Requirement: Without skipping anything, print all of the data exactly.

Saved entries
>>>>
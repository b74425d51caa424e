//! Regulus Core
//!
//! A finite-automaton algebra: immutable DFA and NFA values with boolean
//! combination (union, difference, complement), structural combination
//! (concatenation), canonicalization, minimization, and interconversion.
//!
//! Automata are plain values. Every transforming operation builds and
//! returns a new automaton; nothing is ever mutated in place, so values can
//! be shared across threads without synchronization. Automata are supplied
//! pre-built by the caller (directly or via `create`, which infers the state
//! and alphabet sets from the transitions); there is no regex front-end
//! here.

pub mod dfa;
pub mod nfa;
pub mod state;

pub use dfa::Dfa;
pub use nfa::Nfa;
pub use state::{State, Symbol};

use thiserror::Error;

/// Errors raised when building or stepping automata
#[derive(Debug, Clone, Error, PartialEq, Eq)]
pub enum AutomatonError {
    /// A construction input violates a structural invariant
    #[error("invalid automaton: {0}")]
    InvalidAutomaton(String),

    /// `Dfa::step` was asked for a (state, symbol) pair outside the
    /// transition domain. `accept` folds this into rejection instead.
    #[error("no transition from state '{state}' on symbol '{symbol}'")]
    UndefinedTransition {
        /// Source state of the failed lookup
        state: State,
        /// Symbol of the failed lookup
        symbol: Symbol,
    },

    /// An operation that requires a deterministic automaton was given a
    /// genuinely nondeterministic one
    #[error("automaton is not deterministic: {0}")]
    NotDeterministic(String),
}

/// Result type for automaton operations
pub type AutomatonResult<T> = Result<T, AutomatonError>;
<<<<
Response:
repository b74425d51caa424e
//! Regulus Core
//!
//! A finite-automaton algebra: immutable DFA and NFA values with boolean
//! combination (union, difference, complement), structural combination
//! (concatenation), canonicalization, minimization, and interconversion.
//!
//! Automata are plain values. Every transforming operation builds and
//! returns a new automaton; nothing is ever mutated in place, so values can
//! be shared across threads without synchronization. Automata are supplied
//! pre-built by the caller (directly or via `create`, which infers the state
//! and alphabet sets from the transitions); there is no regex front-end
//! here.

pub mod dfa;
pub mod nfa;
pub mod state;

pub use dfa::Dfa;
pub use nfa::Nfa;
pub use state::{State, Symbol};

use thiserror::Error;

/// Errors raised when building or stepping automata
#[derive(Debug, Clone, Error, PartialEq, Eq)]
pub enum AutomatonError {
    /// A construction input violates a structural invariant
    #[error("invalid automaton: {0}")]
    InvalidAutomaton(String),

    /// `Dfa::step` was asked for a (state, symbol) pair outside the
    /// transition domain. `accept` folds this into rejection instead.
    #[error("no transition from state '{state}' on symbol '{symbol}'")]
    UndefinedTransition {
        /// Source state of the failed lookup
        state: State,
        /// Symbol of the failed lookup
        symbol: Symbol,
    },

    /// An operation that requires a deterministic automaton was given a
    /// genuinely nondeterministic one
    #[error("automaton is not deterministic: {0}")]
    NotDeterministic(String),
}

/// Result type for automaton operations
pub type AutomatonResult<T> = Result<T, AutomatonError>;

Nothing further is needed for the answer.